Had a tomcat who liked to roam. He didn’t come home for three days so I got into the MGA and went looking for him. About three blocks from the house, he comes charging out of the bushes because he recognized the sound of the car (!) jumped in, curled up in the passenger seat, and got a personalized ride home. (He later “helped” me do a clutch job on a V4 Saab Sonnet, but that’s another story.)

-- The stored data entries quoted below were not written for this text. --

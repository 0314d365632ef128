//! # Protocol Version Constants
//!
//! The server speaks exactly one version. Anything else offered by a client
//! is answered with a Version Negotiation packet listing that version and a
//! reserved greasing value.

#![forbid(unsafe_code)]

// ============================================================================
// Version Constants
// ============================================================================

/// The one protocol version this engine implements (draft-05).
pub const PROTO_VERSION: u32 = 0xff00_0005;

/// Bit template shared by all reserved versions (`0x?a?a?a?a`).
pub const RESERVED_VERSION_PATTERN: u32 = 0x0a0a_0a0a;

/// Mask selecting the fixed nibbles of a reserved version.
pub const RESERVED_VERSION_MASK: u32 = 0x0f0f_0f0f;

/// Returns true if `version` is the version this engine implements.
pub fn is_supported_version(version: u32) -> bool {
    version == PROTO_VERSION
}

/// Reserved versions have the form 0x?a?a?a?a and are never real versions.
///
/// **Example**: 0x0a0a0a0a, 0x1a1a1a1a, 0xfafafafa
pub fn is_reserved_version(version: u32) -> bool {
    (version & RESERVED_VERSION_MASK) == RESERVED_VERSION_PATTERN
}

Finally decided to replace it, sold it for $400 to some idiot who assured me he knew how to drive stick. Next day daddy brings him in – “Transmission blew up, I want my $400 back.” Nope, you broke it, you own all the pieces.
Loved this!! 👍👍
(Full Disclosure: 1961 MGA owner)
My 61 Rambler American, the first car I ever bought myself, required much the same learning experience as your MGA did. While a far cry from an MGA (wouldn’t mind having one of those!), it has to be my favorite car for pretty much the same reason the MGA is yours. I bet most of us gear heads favorites are our first. The Rambler was intended to be a temporary thing, just a cheap car to drive, but it quickly grew on me. It was unique amongst all the other cars in the 1979-80 high school parking lot for one thing. There were other older car, but none quite that old or “different” looking. Compact, but not tiny like most of the foreign cars. Perfect for four friends to go anywhere in, unlike my best friend’s Pinto, so the Rambler with a well worn front end (I was the only one who could steer it straight down the road with one hand… ) became the travel car. Didn’t know just how bad the seized lower trunnions had worn into the lower suspension arms until I decided it needed to be fixed! I’ve had several 61-63 Rambler Americans since, getting a bigger 63 Classic in 1999 and having that one since then. I was without a Rambler for about 18 months in 1983 to mid 84. Sold mine when I got married then went into the USAF. Spotted one for sale in Idaho and I just happened to need a second car… and couldn’t resist it. Now I have another, a 61 American convertible. It’s being resto-modded, but mildly. 2003 Ranger 2.3L Duratec drivetrain going in. That’s a 37% increase in power over the Rambler’s 125 hp (gross.. about 90 net compared to the Duratec’s 143 hp, the numbers I used). The Rambler 195.6 weighs in about 550 pounds, Duratec about 225. The old Borg-Warner cast iron M-8 weighs in around 215 pounds with 10 quarts of ATF, the 5R44E about 175 with fluid, so that’s a 48% reduction in weight. Between the two the Rambler will be quite lively on the road. Not building a hot rod, just a nice cruiser that will easily keep up with modern traffic — like my hopped up 4.0L in the 63 Classic wagon.